Quando o assunto era política, Tremendão preferia manter a discrição. “Em quem vou votar eu não vou dizer. Só peço que as pessoas votem direito para não se arrependerem depois", afirmou ainda em maio de 2022. No entanto, não condenou os artistas que se manifestam politicamente nos palcos. “Cada um faz a manifestação que quiser. O meu show é música. Vou lá para cantar, ser aplaudido e ser festejado pelas pessoas que gostam de mim. É uma celebração do amor. Não incentivo, mas quem quiser fazer, que faça”.

 

A aposentadoria nunca esteve nos planos de Erasmo. Ao comentar sobre a decisão de Milton Nascimento sobre o fim dos shows, Tremendão ressaltou: “Ninguém é de ferro. Vai ter um dia que vou parar também. Mas se não tiver nenhuma sequela na mente, nos braços e nos dedos, continuarei compondo”.





 

 

As lembranças que Erasmo tem de Belo Horizonte não se limitavam às várias apresentações que fez na cidade. Houve situações excepcionais que ele viveu, como a vez que saiu pela cozinha do hotel para se jogar na balada da capital mineira.
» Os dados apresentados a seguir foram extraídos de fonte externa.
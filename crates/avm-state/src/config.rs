//! Configuration

use std::{env, str::FromStr};

use avm_merkle::MAX_TREE_DEPTH;
use serde::{Deserialize, Serialize};

use crate::constants::{
    L1_TO_L2_MSG_TREE_HEIGHT, MAX_NOTE_HASHES_PER_TX, MAX_NULLIFIERS_PER_TX,
    NOTE_HASH_TREE_HEIGHT, NULLIFIER_TREE_HEIGHT, PROTOCOL_CONTRACT_TREE_HEIGHT,
    PUBLIC_DATA_TREE_HEIGHT,
};

/// Depth of each world state tree.
#[derive(Clone, Copy, Debug, PartialEq, Eq, Serialize, Deserialize)]
pub struct TreeHeights {
    /// Nullifier tree.
    pub nullifier: usize,
    /// Note hash tree.
    pub note_hash: usize,
    /// Public data tree.
    pub public_data: usize,
    /// L1 to L2 message tree.
    pub l1_to_l2_message: usize,
}

impl Default for TreeHeights {
    fn default() -> Self {
        Self {
            nullifier: NULLIFIER_TREE_HEIGHT,
            note_hash: NOTE_HASH_TREE_HEIGHT,
            public_data: PUBLIC_DATA_TREE_HEIGHT,
            l1_to_l2_message: L1_TO_L2_MSG_TREE_HEIGHT,
        }
    }
}

/// Simulator state configuration
#[derive(Clone, Debug, PartialEq, Eq, Serialize, Deserialize)]
pub struct SimulatorConfig {
    /// Record execution hints for the prover.
    pub collect_hints: bool,
    /// Note hash tree is padded up to this many leaves per transaction.
    pub max_note_hashes_per_tx: u32,
    /// Nullifier tree is padded up to this many leaves per transaction.
    pub max_nullifiers_per_tx: u32,
    /// World state tree depths.
    pub tree_heights: TreeHeights,
    /// Protocol contract registry depth.
    pub protocol_contract_tree_height: usize,
}

impl Default for SimulatorConfig {
    fn default() -> Self {
        Self {
            collect_hints: true,
            max_note_hashes_per_tx: MAX_NOTE_HASHES_PER_TX,
            max_nullifiers_per_tx: MAX_NULLIFIERS_PER_TX,
            tree_heights: TreeHeights::default(),
            protocol_contract_tree_height: PROTOCOL_CONTRACT_TREE_HEIGHT,
        }
    }
}

impl SimulatorConfig {
    /// Load from environment variables, falling back to defaults.
    pub fn from_env() -> Self {
        Self::from_lookup(|key| env::var(key).ok())
    }

    fn from_lookup(lookup: impl Fn(&str) -> Option<String>) -> Self {
        let defaults = Self::default();

        let collect_hints = lookup("AVM_COLLECT_HINTS")
            .map(|s| !matches!(s.trim().to_lowercase().as_str(), "0" | "false" | "no" | "off"))
            .unwrap_or(defaults.collect_hints);

        Self {
            collect_hints,
            max_note_hashes_per_tx: parse_var(&lookup, "AVM_MAX_NOTE_HASHES_PER_TX")
                .unwrap_or(defaults.max_note_hashes_per_tx),
            max_nullifiers_per_tx: parse_var(&lookup, "AVM_MAX_NULLIFIERS_PER_TX")
                .unwrap_or(defaults.max_nullifiers_per_tx),
            tree_heights: TreeHeights {
                nullifier: parse_height(&lookup, "AVM_NULLIFIER_TREE_HEIGHT")
                    .unwrap_or(defaults.tree_heights.nullifier),
                note_hash: parse_height(&lookup, "AVM_NOTE_HASH_TREE_HEIGHT")
                    .unwrap_or(defaults.tree_heights.note_hash),
                public_data: parse_height(&lookup, "AVM_PUBLIC_DATA_TREE_HEIGHT")
                    .unwrap_or(defaults.tree_heights.public_data),
                l1_to_l2_message: parse_height(&lookup, "AVM_L1_TO_L2_MSG_TREE_HEIGHT")
                    .unwrap_or(defaults.tree_heights.l1_to_l2_message),
            },
            protocol_contract_tree_height: parse_height(&lookup, "AVM_PROTOCOL_CONTRACT_TREE_HEIGHT")
                .unwrap_or(defaults.protocol_contract_tree_height),
        }
    }
}

fn parse_var<T: FromStr>(lookup: &impl Fn(&str) -> Option<String>, key: &str) -> Option<T> {
    lookup(key).and_then(|s| s.trim().parse().ok())
}

fn parse_height(lookup: &impl Fn(&str) -> Option<String>, key: &str) -> Option<usize> {
    parse_var(lookup, key).filter(|height| (1..=MAX_TREE_DEPTH).contains(height))
}
//! Per-simulation state
//!
//! [`SimulationState`] owns everything one transaction simulation touches:
//! the semantic database over the world state trees, the contract database
//! and the protocol contract registry. When hint collection is on, both
//! databases are wrapped by their hint recorders.

use avm_merkle::{
    Fr, IndexedLeaf, Keccak256Hasher, LeafIndex, LowLeafResponse, NullifierLeafValue,
    PublicDataLeafValue, SequentialInsertionResult, SiblingPath, TreeHasher,
};

use crate::{
    AppendLeafResult, AztecAddress, ContractBackend, ContractClass, ContractClassId,
    ContractDeploymentData, ContractInstance, FunctionSelector, HintingContractDb,
    HintingMerkleDb, InMemoryContractDb, InMemoryWorldState, MerkleBackend, MerkleTreeId,
    ProtocolContractRegistry, ProtocolContracts, PureMerkleDb, SimulatorConfig, StateError,
    TreeSnapshots, TreeStates, hints::ExecutionHints,
};

macro_rules! dispatch {
    ($self:ident, $db:ident => $call:expr) => {
        match $self {
            Self::Direct($db) => $call,
            Self::Hinting($db) => $call,
        }
    };
}

/// Live world state, optionally wrapped by the hint recorder.
#[derive(Debug)]
pub enum MerkleStack<H = Keccak256Hasher> {
    /// No hints are recorded.
    Direct(InMemoryWorldState<H>),
    /// Every call is recorded.
    Hinting(HintingMerkleDb<InMemoryWorldState<H>>),
}

impl<H: TreeHasher> MerkleBackend for MerkleStack<H> {
    fn get_tree_roots(&self) -> TreeSnapshots {
        dispatch!(self, db => db.get_tree_roots())
    }

    fn get_sibling_path(
        &mut self,
        tree_id: MerkleTreeId,
        index: LeafIndex,
    ) -> Result<SiblingPath, StateError> {
        dispatch!(self, db => db.get_sibling_path(tree_id, index))
    }

    fn get_low_indexed_leaf(
        &mut self,
        tree_id: MerkleTreeId,
        key: Fr,
    ) -> Result<LowLeafResponse, StateError> {
        dispatch!(self, db => db.get_low_indexed_leaf(tree_id, key))
    }

    fn get_leaf_value(
        &mut self,
        tree_id: MerkleTreeId,
        index: LeafIndex,
    ) -> Result<Fr, StateError> {
        dispatch!(self, db => db.get_leaf_value(tree_id, index))
    }

    fn get_leaf_preimage_public_data_tree(
        &mut self,
        index: LeafIndex,
    ) -> Result<IndexedLeaf<PublicDataLeafValue>, StateError> {
        dispatch!(self, db => db.get_leaf_preimage_public_data_tree(index))
    }

    fn get_leaf_preimage_nullifier_tree(
        &mut self,
        index: LeafIndex,
    ) -> Result<IndexedLeaf<NullifierLeafValue>, StateError> {
        dispatch!(self, db => db.get_leaf_preimage_nullifier_tree(index))
    }

    fn insert_indexed_leaf_public_data_tree(
        &mut self,
        leaf: PublicDataLeafValue,
    ) -> Result<SequentialInsertionResult<PublicDataLeafValue>, StateError> {
        dispatch!(self, db => db.insert_indexed_leaf_public_data_tree(leaf))
    }

    fn insert_indexed_leaf_nullifier_tree(
        &mut self,
        leaf: NullifierLeafValue,
    ) -> Result<SequentialInsertionResult<NullifierLeafValue>, StateError> {
        dispatch!(self, db => db.insert_indexed_leaf_nullifier_tree(leaf))
    }

    fn append_leaves(
        &mut self,
        tree_id: MerkleTreeId,
        leaves: &[Fr],
    ) -> Result<Vec<AppendLeafResult>, StateError> {
        dispatch!(self, db => db.append_leaves(tree_id, leaves))
    }

    fn pad_tree(&mut self, tree_id: MerkleTreeId, count: u64) -> Result<(), StateError> {
        dispatch!(self, db => db.pad_tree(tree_id, count))
    }

    fn create_checkpoint(&mut self) -> Result<(), StateError> {
        dispatch!(self, db => db.create_checkpoint())
    }

    fn commit_checkpoint(&mut self) -> Result<(), StateError> {
        dispatch!(self, db => db.commit_checkpoint())
    }

    fn revert_checkpoint(&mut self) -> Result<(), StateError> {
        dispatch!(self, db => db.revert_checkpoint())
    }

    fn get_checkpoint_id(&self) -> u32 {
        dispatch!(self, db => db.get_checkpoint_id())
    }
}

/// Live contract store, optionally wrapped by the hint recorder.
#[derive(Debug)]
pub enum ContractStack<H = Keccak256Hasher> {
    /// No hints are recorded.
    Direct(InMemoryContractDb<H>),
    /// Found contracts are recorded.
    Hinting(HintingContractDb<InMemoryContractDb<H>>),
}

impl<H: TreeHasher> ContractBackend for ContractStack<H> {
    fn get_contract_instance(&mut self, address: AztecAddress) -> Option<ContractInstance> {
        dispatch!(self, db => db.get_contract_instance(address))
    }

    fn get_contract_class(&mut self, class_id: ContractClassId) -> Option<ContractClass> {
        dispatch!(self, db => db.get_contract_class(class_id))
    }

    fn get_bytecode_commitment(&mut self, class_id: ContractClassId) -> Option<Fr> {
        dispatch!(self, db => db.get_bytecode_commitment(class_id))
    }

    fn get_debug_function_name(
        &mut self,
        address: AztecAddress,
        selector: FunctionSelector,
    ) -> Option<String> {
        dispatch!(self, db => db.get_debug_function_name(address, selector))
    }

    fn add_contracts(&mut self, data: &ContractDeploymentData) {
        dispatch!(self, db => db.add_contracts(data))
    }

    fn create_checkpoint(&mut self) -> Result<(), StateError> {
        dispatch!(self, db => db.create_checkpoint())
    }

    fn commit_checkpoint(&mut self) -> Result<(), StateError> {
        dispatch!(self, db => db.commit_checkpoint())
    }

    fn revert_checkpoint(&mut self) -> Result<(), StateError> {
        dispatch!(self, db => db.revert_checkpoint())
    }

    fn get_checkpoint_id(&self) -> u32 {
        dispatch!(self, db => db.get_checkpoint_id())
    }
}

/// State owned by one transaction simulation.
#[derive(Debug)]
pub struct SimulationState<H = Keccak256Hasher> {
    merkle_db: PureMerkleDb<MerkleStack<H>, H>,
    contract_db: ContractStack<H>,
    protocol_contracts: ProtocolContractRegistry<H>,
}

impl<H: TreeHasher> SimulationState<H> {
    /// Compose the state stack for one simulation.
    ///
    /// `world_state` and `contracts` hold the state the transaction starts
    /// from. With `config.collect_hints` both are wrapped by hint recorders
    /// and the current roots become the starting roots.
    pub fn new(
        config: &SimulatorConfig,
        world_state: InMemoryWorldState<H>,
        contracts: InMemoryContractDb<H>,
        protocol_contracts: ProtocolContracts,
        first_nullifier: Fr,
    ) -> Self {
        let (merkle_stack, contract_db) = if config.collect_hints {
            (
                MerkleStack::Hinting(HintingMerkleDb::new(world_state)),
                ContractStack::Hinting(HintingContractDb::new(contracts)),
            )
        } else {
            (MerkleStack::Direct(world_state), ContractStack::Direct(contracts))
        };

        tracing::info!(
            target: "avm_state::merkle",
            collect_hints = config.collect_hints,
            first_nullifier = %first_nullifier,
            "Created simulation state"
        );

        Self {
            merkle_db: PureMerkleDb::new(merkle_stack, first_nullifier, config),
            contract_db,
            protocol_contracts: ProtocolContractRegistry::new(
                protocol_contracts,
                config.protocol_contract_tree_height,
            ),
        }
    }

    /// Semantic database over the world state trees.
    pub const fn merkle_db(&mut self) -> &mut PureMerkleDb<MerkleStack<H>, H> {
        &mut self.merkle_db
    }

    /// Contract database.
    pub const fn contract_db(&mut self) -> &mut ContractStack<H> {
        &mut self.contract_db
    }

    /// Protocol contract registry.
    pub const fn protocol_contracts(&mut self) -> &mut ProtocolContractRegistry<H> {
        &mut self.protocol_contracts
    }

    /// Tree snapshots and side-effect counters.
    pub fn get_tree_state(&self) -> TreeStates {
        self.merkle_db.get_tree_state()
    }

    /// Open a checkpoint on both databases.
    pub fn create_checkpoint(&mut self) -> Result<(), StateError> {
        self.merkle_db.create_checkpoint()?;
        self.contract_db.create_checkpoint()
    }

    /// Commit the innermost checkpoint on both databases.
    pub fn commit_checkpoint(&mut self) -> Result<(), StateError> {
        self.merkle_db.commit_checkpoint()?;
        self.contract_db.commit_checkpoint()
    }

    /// Revert the innermost checkpoint on both databases.
    ///
    /// The protocol contract registry is not affected.
    pub fn revert_checkpoint(&mut self) -> Result<(), StateError> {
        self.merkle_db.revert_checkpoint()?;
        self.contract_db.revert_checkpoint()
    }

    /// Id of the innermost open checkpoint.
    pub fn get_checkpoint_id(&self) -> u32 {
        self.merkle_db.get_checkpoint_id()
    }

    /// Everything recorded so far, or `None` when hints are not collected.
    pub fn dump_hints(&self) -> Option<ExecutionHints> {
        let (MerkleStack::Hinting(merkle), ContractStack::Hinting(contracts)) =
            (self.merkle_db.backend(), &self.contract_db)
        else {
            return None;
        };

        let mut hints = ExecutionHints {
            protocol_contracts: self.protocol_contracts.contracts().clone(),
            ..ExecutionHints::default()
        };
        contracts.dump_hints(&mut hints);
        merkle.dump_hints(&mut hints);
        Some(hints)
    }
}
Ao colunista Helvécio Carlos, em maio de 2022, ele contou que veio à Belo Horizonte com a Jovem Guarda para uma apresentação ao vivo na TV Itacolomi. Foi do aeroporto ao hotel em carro do Corpo de Bombeiros, desfilando pelas ruas da cidade, com o público acenando ao longo do percurso. “Foi uma loucura a multidão na porta do hotel. Eu queria sair com a irmã do Eduardo Araújo”, relembrou, dizendo que se desvencilhou dos fãs saindo pela cozinha do hotel.

 

“O pessoal da gincana descobriu onde eu estava. Todos chegaram em carros com farol alto em direção ao bar. A polícia chegou, foi um auê, aquele vai não vai, vai não vai, e policiais retiraram as pessoas, me deixando na balada. Foi uma noite turbulenta e engraçada, mas aquele dia foi tenso, um acontecimento monstruoso”, ressaltou.